Ten years ago, the world was introduced to a remarkable discovery: some people have no conscious mental imagery at all. When asked to “see an apple in your mind’s eye,” they see nothing—no color, no shape, just darkness. This condition, known as aphantasia, revealed a striking divide in human cognition. What many had assumed was universal—the ability to visualize—turned out to be optional.
But as research has expanded, it’s become clear that aphantasia is not a single, uniform condition. Rather, it’s a spectrum with immense variation in how it manifests and affects daily life.
Rethinking What It Means to “See” in the Mind
For most people, closing their eyes and imagining a red apple produces a faint but recognizable visual—round, shiny, perhaps sitting on a table. For someone with aphantasia, no such image appears. Yet this absence of visual imagery doesn’t necessarily imply a lack of imagination or creativity. In fact, studies show that aphantasics are no less creative and are even overrepresented among scientists, mathematicians, and visual artists.
What’s more, they may be less prone to certain mental health problems. Because mental imagery plays a role in rumination and intrusive thoughts, aphantasics often report fewer symptoms of anxiety and post-traumatic flashbacks. The brain, it seems, compensates in other ways.
A Spectrum, Not a Category
Recent research has shown just how different one aphantasic can be from another. There are multiple forms of aphantasia, each reflecting unique neurological mechanisms:
- Dream imagery: Some aphantasics report vivid dreams with visual elements, while others dream in sounds, feelings, or words only.
- Sensory selectivity: Some cannot picture images but can still “hear” a song internally or “feel” textures in their mind. Others experience a total lack of sensory imagination across all senses.

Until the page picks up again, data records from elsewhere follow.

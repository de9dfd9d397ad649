//! Fixed-point refinement: normalize, sort, rename, repeat.
//!
//! ```text
//! S ─▶ sort ─▶ rename ─▶ sort ─▶ rename ─▶ ... until a pass reproduces its input
//! ```
//!
//! Term normalization happens inside [`Equation::new`](crate::types::Equation::new),
//! so every rename re-normalizes the equations it rebuilds. Renaming can
//! change which equation sorts first, so one pass is not idempotent in
//! general; iteration is bounded by `max_iterations`.

use std::collections::HashMap;

use super::CanonicalizeError;
use crate::types::{System, Variable};

/// Steps 1-2: normalized equations sorted by `(signature, terms)`.
pub fn normalize_and_sort(system: &System) -> System {
    system.sorted()
}

/// Step 3: per label, renumber variables 1, 2, 3, ... in order of first
/// appearance, scanning equations, then terms, then variables in order.
pub fn rename_by_first_appearance(system: &System) -> System {
    let mut next_index: HashMap<&str, u32> = HashMap::new();
    let mut renamed: HashMap<&Variable, Variable> = HashMap::new();

    for var in system.equations().iter().flat_map(|eq| eq.variables()) {
        if renamed.contains_key(var) {
            continue;
        }
        let counter = next_index.entry(var.label()).or_insert(0);
        *counter += 1;
        renamed.insert(var, var.with_index(*counter));
    }

    system.map_variables(|v| renamed.get(v).cloned().unwrap_or_else(|| v.clone()))
}

/// Step 4: iterate sort+rename until a full pass is the identity.
pub fn fixed_point(system: &System, max_iterations: usize) -> Result<System, CanonicalizeError> {
    let mut current = normalize_and_sort(&rename_by_first_appearance(&normalize_and_sort(system)));

    for _ in 0..max_iterations {
        let next = normalize_and_sort(&rename_by_first_appearance(&current));
        if next == current {
            return Ok(current);
        }
        current = next;
    }

    Err(CanonicalizeError::FixedPointNotReached {
        iterations: max_iterations,
        system: current.to_string(),
    })
}

#[cfg(test)]
mod tests {
    use super::*;
    use crate::codec::parse_system;

    #[test]
    fn test_rename_is_per_label() {
        let system = parse_system(&["q7*p4 + p9", "q2"]).unwrap();
        let renamed = rename_by_first_appearance(&system);
        assert_eq!(renamed.to_string(), "p1*q1 + p2\nq2");
    }

    #[test]
    fn test_rename_is_consistent_across_equations() {
        let system = parse_system(&["a5 + a3", "a3*a5"]).unwrap();
        // Terms normalize to "a3 + a5" first, so a3 -> a1, a5 -> a2.
        let renamed = rename_by_first_appearance(&system);
        assert_eq!(renamed.to_string(), "a1 + a2\na1*a2");
    }

    #[test]
    fn test_fixed_point_is_stable() {
        let system = parse_system(&["b4 + a9*a2", "a2 + a9", "b4*b1 + a9"]).unwrap();
        let once = fixed_point(&system, 32).unwrap();
        let twice = fixed_point(&once, 32).unwrap();
        assert_eq!(once, twice);
    }

    #[test]
    fn test_fixed_point_sorts_equations_by_signature() {
        let system = parse_system(&["a1*a2 + a3", "a4"]).unwrap();
        let result = fixed_point(&system, 32).unwrap();
        // (0, 1) sorts before (1, 1)
        assert_eq!(result.equations()[0].signature().quadratic, 0);
    }

    #[test]
    fn test_zero_iterations_reports_cap() {
        // Needs at least one confirming pass, so a zero cap always fails.
        let system = parse_system(&["a2 + a1"]).unwrap();
        let err = fixed_point(&system, 0).unwrap_err();
        assert!(matches!(err, CanonicalizeError::FixedPointNotReached { iterations: 0, .. }));
    }
}
//! Batched infeasibility proofs through an external algebra engine.
//!
//! ## Protocol
//!
//! ```text
//! systems ─▶ batches of N ─▶ one script ─▶ engine ─▶ N tokens
//!                                             │
//!                     accepted ◀── exit 0, empty stderr, N × "0"
//!                     otherwise ─▶ re-run each system alone
//! ```
//!
//! A batch is accepted only as a whole. Any deviation (non-zero exit,
//! anything on stderr, too few or too many tokens, a non-`0` token) is an
//! [`EngineProtocolError`] and sends every system of the batch to
//! isolation. A system that fails on its own is a counterexample: a
//! [`Verdict`], not an error. Infrastructure failures (spawn, I/O) are
//! [`VerifyError`]s and never turn into verdicts.

pub mod batcher;
pub mod engine;
pub mod ledger;
pub mod parallel;
pub mod script;

use std::io;
use std::path::PathBuf;

use serde::Serialize;

use crate::canonical::{combine_fingerprints, fingerprint_text, Fingerprint};
use crate::types::System;

pub use batcher::{BatchOutcome, VerificationBatcher, VerificationSummary};
pub use engine::{AlgebraEngine, EngineCommand, EngineRun};
pub use ledger::LedgerEntry;
pub use parallel::{ArtifactVerification, ParallelVerifier};
pub use script::{EngineScript, ScriptLayout};

/// Default number of systems per engine script.
pub const DEFAULT_BATCH_SIZE: usize = 500;

/// Infrastructure failure while verifying.
#[derive(Debug, thiserror::Error)]
pub enum VerifyError {
    /// The engine could not be started.
    #[error("failed to start engine {engine}: {source}")]
    Spawn {
        /// Engine program.
        engine: String,
        /// Underlying error.
        source: io::Error,
    },
    /// Reading or writing a script, output or artifact failed.
    #[error("I/O error on {}: {source}", path.display())]
    Io {
        /// File involved.
        path: PathBuf,
        /// Underlying error.
        source: io::Error,
    },
    /// An artifact could not be read back as systems.
    #[error("malformed artifact {}: {reason}", path.display())]
    Artifact {
        /// Artifact file.
        path: PathBuf,
        /// What is wrong with it.
        reason: String,
    },
    /// The process pool could not be created.
    #[error(transparent)]
    Pool(#[from] crate::pool::PoolError),
}

/// An engine run whose output does not have the accepted shape.
#[derive(Debug, Clone, PartialEq, Eq, Serialize, thiserror::Error)]
pub enum EngineProtocolError {
    /// Exit code other than 0 (`None` if killed by a signal).
    #[error("engine exited with code {code:?}")]
    NonZeroExit {
        /// Exit code.
        code: Option<i32>,
    },
    /// Something was written to stderr.
    #[error("engine wrote to stderr: {excerpt}")]
    Stderr {
        /// First line of stderr.
        excerpt: String,
    },
    /// Token count differs from the query count.
    #[error("expected {expected} result tokens, found {found}")]
    TokenCount {
        /// Queries in the script.
        expected: usize,
        /// Lines printed.
        found: usize,
    },
    /// A query printed something other than `0`.
    #[error("query {index} printed {token:?}")]
    Token {
        /// 0-based query index.
        index: usize,
        /// What it printed.
        token: String,
    },
    /// A pooled run produced no judgeable output (start, poll or publish failed).
    #[error("engine run did not complete: {reason}")]
    Incomplete {
        /// The pool's failure report.
        reason: String,
    },
}

/// Check an engine run against `expected` queries.
///
/// Order of checks: exit status, stderr, token count, each token.
pub fn judge(
    status_code: Option<i32>,
    stdout: &str,
    stderr: &str,
    expected: usize,
) -> Result<(), EngineProtocolError> {
    if status_code != Some(0) {
        return Err(EngineProtocolError::NonZeroExit { code: status_code });
    }
    if !stderr.is_empty() {
        return Err(EngineProtocolError::Stderr {
            excerpt: stderr.lines().next().unwrap_or_default().to_string(),
        });
    }

    let tokens: Vec<&str> = stdout.lines().collect();
    if tokens.len() != expected {
        return Err(EngineProtocolError::TokenCount {
            expected,
            found: tokens.len(),
        });
    }
    match tokens.iter().position(|t| t.trim() != script::PROVED_TOKEN) {
        Some(index) => Err(EngineProtocolError::Token {
            index,
            token: tokens[index].to_string(),
        }),
        None => Ok(()),
    }
}

/// Outcome for one system.
#[derive(Debug, Clone, PartialEq, Eq, Serialize)]
#[serde(tag = "verdict", rename_all = "snake_case")]
pub enum Verdict {
    /// The equations generate the unit ideal: no 0/1 solution exists.
    Verified,
    /// The engine did not prove infeasibility for this system on its own.
    Counterexample {
        /// How its isolated run deviated.
        reason: EngineProtocolError,
    },
}

impl Verdict {
    /// Whether this verdict is a counterexample.
    pub fn is_counterexample(&self) -> bool {
        matches!(self, Self::Counterexample { .. })
    }
}

/// Verdict for one system of a batch.
#[derive(Debug, Clone, PartialEq, Eq, Serialize)]
pub struct SystemVerdict {
    /// Position of the system in the batch.
    pub index: usize,
    /// Fingerprint of the system's serialization.
    pub fingerprint: Fingerprint,
    /// The system itself.
    pub system: System,
    /// What the engine concluded.
    pub verdict: Verdict,
}

/// Identity of a batch: the ordered fingerprints of its systems, combined.
pub fn batch_fingerprint(systems: &[System]) -> Fingerprint {
    combine_fingerprints(systems.iter().map(|s| fingerprint_text(&s.to_string())))
}

impl SystemVerdict {
    pub(crate) fn new(index: usize, system: &System, verdict: Verdict) -> Self {
        Self {
            index,
            fingerprint: fingerprint_text(&system.to_string()),
            system: system.clone(),
            verdict,
        }
    }
}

- Involuntary imagery: Certain individuals experience flashbacks or spontaneous images, even though they cannot create mental pictures voluntarily.
- Drug-induced imagery: Psychedelics or certain medications can trigger temporary visual imagery in some aphantasics—but not all.
- Perceptual illusions: Some forms of aphantasia alter how people perceive optical illusions, suggesting deep differences in how the visual cortex processes information.
These distinctions mirror the complexity of blindness. Just as there are many causes and types of physical blindness—ranging from damage to the retina to lesions in the brain—there are likewise many neurological pathways through which imagery can be disrupted. The “mind’s eye” relies on multiple brain systems; when any link in the chain fails, the result is a different version of aphantasia.
Why This Matters
Understanding these differences is crucial. When we lump all aphantasics into a single group, we overlook how diverse their experiences are. Some may struggle with tasks requiring visual memory, while others compensate effortlessly using verbal or spatial reasoning. Some might feel emotionally detached from memories, while others recall sensations vividly but without pictures.
This diversity also matters for future interventions. Just as doctors tailor treatments for distinct forms of blindness, cognitive scientists and clinicians must learn to identify what kind of aphantasia each person has—whether it stems from perceptual disconnection, memory encoding, or emotional imagery deficits.
The Many Ways to Imagine
As philosopher and neuroscientist Adam Zeman, one of the pioneers in this field, once noted, “Mental imagery is the canvas of the mind.” Yet for those without it, imagination doesn’t disappear—it simply takes other shapes. Aphantasics often describe thinking in words, concepts, or bodily sensations rather than pictures. Their creativity proves that imagination is not confined to sight; it thrives in the language of abstraction.
To echo Leo Tolstoy’s famous line, “Happy families are all alike; every unhappy family is unhappy in its own way.” Conscious imagery may be similar for everyone—but the absence of imagery, aphantasia, is unique in every mind. Understanding its many forms not only deepens neuroscience—it expands what it means to imagine at all.